__EXERCISE PROMPT__. Determine how many lines of the entries that follow contain "SubscriptionSummary", and respond with that number alone.

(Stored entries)
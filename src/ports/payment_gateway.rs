//! Payment gateway port.
//!
//! Defines the contract for the external payment SaaS that owns subscription
//! state. The application never talks to the gateway directly; it goes
//! through this trait so tests can inject a fake and so the process-wide
//! singleton client of the legacy service is replaced by an explicit
//! dependency.

use async_trait::async_trait;
use serde::{Deserialize, Serialize};

use crate::domain::subscription::SubscriptionStatus;

/// Port for the payment gateway.
///
/// No retry or timeout policy is applied here: a transient gateway failure
/// surfaces immediately to the caller.
#[async_trait]
pub trait PaymentGateway: Send + Sync {
    /// Create a subscription instance for the configured plan.
    async fn create_subscription(
        &self,
        request: CreateSubscriptionRequest,
    ) -> Result<GatewaySubscription, GatewayError>;

    /// Cancel a subscription. Returns the gateway's post-cancel state.
    async fn cancel_subscription(
        &self,
        subscription_id: &str,
    ) -> Result<GatewaySubscription, GatewayError>;

    /// List up to `count` subscriptions, most recent first.
    async fn list_subscriptions(
        &self,
        count: u32,
    ) -> Result<Vec<SubscriptionSummary>, GatewayError>;
}

/// Request to create a gateway subscription.
#[derive(Debug, Clone, Serialize, Deserialize)]
pub struct CreateSubscriptionRequest {
    /// Gateway plan identifier from configuration.
    pub plan_id: String,

    /// Fixed number of billing cycles to schedule.
    pub total_cycles: u32,

    /// Whether the gateway should notify the customer directly.
    pub notify_customer: bool,
}

/// Subscription state as reported by the gateway.
#[derive(Debug, Clone, PartialEq, Eq, Serialize, Deserialize)]
pub struct GatewaySubscription {
    /// Gateway-owned subscription identifier.
    pub id: String,

    /// Gateway-reported status.
    pub status: SubscriptionStatus,
}

/// Summary row returned by the list operation.
#[derive(Debug, Clone, PartialEq, Eq, Serialize, Deserialize)]
pub struct SubscriptionSummary {
    pub id: String,
    pub plan_id: Option<String>,
    pub status: SubscriptionStatus,
    /// Gateway creation time (Unix seconds).
    pub created_at: i64,
}

/// Errors from gateway operations.
#[derive(Debug, Clone, PartialEq, Eq)]
pub struct GatewayError {
    pub code: GatewayErrorCode,
    pub message: String,
}

impl GatewayError {
    pub fn new(code: GatewayErrorCode, message: impl Into<String>) -> Self {
        Self {
            code,
            message: message.into(),
        }
    }

    pub fn network(message: impl Into<String>) -> Self {
        Self::new(GatewayErrorCode::Network, message)
    }

    pub fn authentication(message: impl Into<String>) -> Self {
        Self::new(GatewayErrorCode::Authentication, message)
    }

    /// The gateway answered but the payload was unusable (e.g. no id).
    pub fn invalid_response(message: impl Into<String>) -> Self {
        Self::new(GatewayErrorCode::InvalidResponse, message)
    }

    pub fn not_found(resource: &str) -> Self {
        Self::new(GatewayErrorCode::NotFound, format!("{} not found", resource))
    }

    pub fn provider(message: impl Into<String>) -> Self {
        Self::new(GatewayErrorCode::Provider, message)
    }
}

impl std::fmt::Display for GatewayError {
    fn fmt(&self, f: &mut std::fmt::Formatter<'_>) -> std::fmt::Result {
        write!(f, "{}: {}", self.code, self.message)
    }
}

impl std::error::Error for GatewayError {}

/// Gateway error categories.
#[derive(Debug, Clone, Copy, PartialEq, Eq)]
pub enum GatewayErrorCode {
    Network,
    Authentication,
    NotFound,
    InvalidResponse,
    Provider,
    Unknown,
}

impl std::fmt::Display for GatewayErrorCode {
    fn fmt(&self, f: &mut std::fmt::Formatter<'_>) -> std::fmt::Result {
        let s = match self {
            GatewayErrorCode::Network => "network_error",
            GatewayErrorCode::Authentication => "authentication_error",
            GatewayErrorCode::NotFound => "not_found",
            GatewayErrorCode::InvalidResponse => "invalid_response",
            GatewayErrorCode::Provider => "provider_error",
            GatewayErrorCode::Unknown => "unknown",
        };
        write!(f, "{}", s)
    }
}

#[cfg(test)]
mod tests {
    use super::*;

    #[test]
    fn payment_gateway_is_object_safe() {
        fn _accepts_dyn(_gateway: &dyn PaymentGateway) {}
    }

    #[test]
    fn gateway_error_display_includes_code_and_message() {
        let err = GatewayError::network("connection refused");
        assert!(err.to_string().contains("network_error"));
        assert!(err.to_string().contains("connection refused"));
    }

    #[test]
    fn invalid_response_uses_invalid_response_code() {
        let err = GatewayError::invalid_response("missing id");
        assert_eq!(err.code, GatewayErrorCode::InvalidResponse);
    }
}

__EXPECTED ANSWER__. 2